■ DESCRIPTION OF THE TASK ■
Please give back word for word the lines below, from the first one through the one with "use crate::options::ParseOptions;".
** DATA FOR REVIEW follows **
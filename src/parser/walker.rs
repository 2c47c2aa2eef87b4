//! The tree walker (§4.5). After the block phase settles, this walks
//! the container tree depth-first pre-order, reporting enter/leave
//! events through the caller's sink and handing each leaf's content
//! ranges to the span parser.

use anyhow::Result;

use crate::model::{BlockKind, TextKind};
use crate::options::ParseOptions;
use crate::parser::callbacks::ParserCallbacks;
use crate::parser::container::{Arena, ContainerId};
use crate::parser::span::parse_spans;

/// Depth-first pre-order walk of `id` and its descendants. `Empty` is
/// the block-processor's sentinel placeholder (a bare list item, a
/// freshly opened division with no content yet) and is never surfaced.
pub fn walk(
    input: &str,
    arena: &Arena,
    id: ContainerId,
    options: &ParseOptions,
    callbacks: &mut dyn ParserCallbacks,
) -> Result<()> {
    let container = arena.get(id);
    if container.kind == BlockKind::Empty {
        return Ok(());
    }

    callbacks.enter_block(
        container.kind,
        &container.content_boundaries,
        &container.attributes,
        container.detail.as_ref(),
    )?;

    match container.kind {
        BlockKind::Code => {
            callbacks.text(TextKind::Code, &container.content_boundaries)?;
        }
        BlockKind::Latex => {
            callbacks.text(TextKind::Latex, &container.content_boundaries)?;
        }
        _ if container.kind.is_leaf() => {
            parse_spans(input, TextKind::Normal, &container.content_boundaries, options, callbacks)?;
        }
        _ => {
            for &child in &container.children {
                walk(input, arena, child, options, callbacks)?;
            }
        }
    }

    callbacks.leave_block(container.kind)?;
    Ok(())
}

#[cfg(test)]
mod tests {
    use super::*;
    use crate::model::{Attributes, BlockDetail, Boundaries, SpanDetail, SpanKind};
    use crate::parser::block_processor::{process_segment, Cursors};
    use crate::parser::container::ROOT;
    use crate::parser::line_index::LineIndex;
    use crate::parser::segment::analyse_segment;

    #[derive(Default)]
    struct Recorder {
        events: Vec<String>,
    }

    impl ParserCallbacks for Recorder {
        fn enter_block(&mut self, kind: BlockKind, _b: &[Boundaries], _a: &Attributes, _d: Option<&BlockDetail>) -> anyhow::Result<()> {
            self.events.push(format!("enter_block {:?}", kind));
            Ok(())
        }
        fn leave_block(&mut self, kind: BlockKind) -> anyhow::Result<()> {
            self.events.push(format!("leave_block {:?}", kind));
            Ok(())
        }
        fn enter_span(&mut self, kind: SpanKind, _b: &[Boundaries], _a: &Attributes, _d: Option<&SpanDetail>) -> anyhow::Result<()> {
            self.events.push(format!("enter_span {:?}", kind));
            Ok(())
        }
        fn leave_span(&mut self, kind: SpanKind) -> anyhow::Result<()> {
            self.events.push(format!("leave_span {:?}", kind));
            Ok(())
        }
        fn text(&mut self, kind: TextKind, bounds: &[Boundaries]) -> anyhow::Result<()> {
            self.events.push(format!("text {:?} len={}", kind, bounds.len()));
            Ok(())
        }
    }

    fn run(input: &str) -> Vec<String> {
        let idx = LineIndex::build(input);
        let mut arena = Arena::new();
        let opts = ParseOptions::default();
        let mut cursors = Cursors::default();
        let mut off = 0;
        while off < input.len() {
            let result = analyse_segment(input, off, &idx, &arena, cursors.above, &opts);
            cursors.above = result.above_container;
            cursors = process_segment(&mut arena, cursors, &result.segment);
            off = result.resume_at + 1;
        }
        let mut rec = Recorder::default();
        walk(input, &arena, ROOT, &opts, &mut rec).unwrap();
        rec.events
    }

    #[test]
    fn plain_paragraph_round_trips_through_the_walker() {
        let events = run("abc\n");
        assert_eq!(
            events,
            vec!["enter_block Doc", "enter_block P", "text Normal len=1", "leave_block P", "leave_block Doc"]
        );
    }

    #[test]
    fn code_fence_skips_span_scanning() {
        let events = run("```py\nprint(1)\n```\n");
        assert!(events.contains(&"enter_block Code".to_string()));
        assert!(events.iter().any(|e| e.starts_with("text Code")));
        assert!(!events.iter().any(|e| e.contains("enter_span")));
    }

    #[test]
    fn list_with_one_blank_stays_one_list() {
        let events = run("- x\n- y\n\n- z\n");
        let ul_enters = events.iter().filter(|e| e.as_str() == "enter_block Ul").count();
        assert_eq!(ul_enters, 1);
        let li_enters = events.iter().filter(|e| e.as_str() == "enter_block Li").count();
        assert_eq!(li_enters, 3);
        assert!(events.contains(&"enter_block Hidden".to_string()));
    }

    #[test]
    fn quoted_paragraph_spans_two_lines_as_one_container() {
        let events = run("> a\n> b\n");
        let p_enters = events.iter().filter(|e| e.as_str() == "enter_block P").count();
        assert_eq!(p_enters, 1);
        assert!(events.contains(&"enter_block Quote".to_string()));
    }
}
** End of DATA FOR REVIEW **
■ REPLY TO THE TASK ■
filename src/parser/walker.rs
repository 2c47c2aa2eef87b4
//! The tree walker (§4.5). After the block phase settles, this walks
//! the container tree depth-first pre-order, reporting enter/leave
//! events through the caller's sink and handing each leaf's content
//! ranges to the span parser.

use anyhow::Result;

use crate::model::{BlockKind, TextKind};
use crate::options::ParseOptions;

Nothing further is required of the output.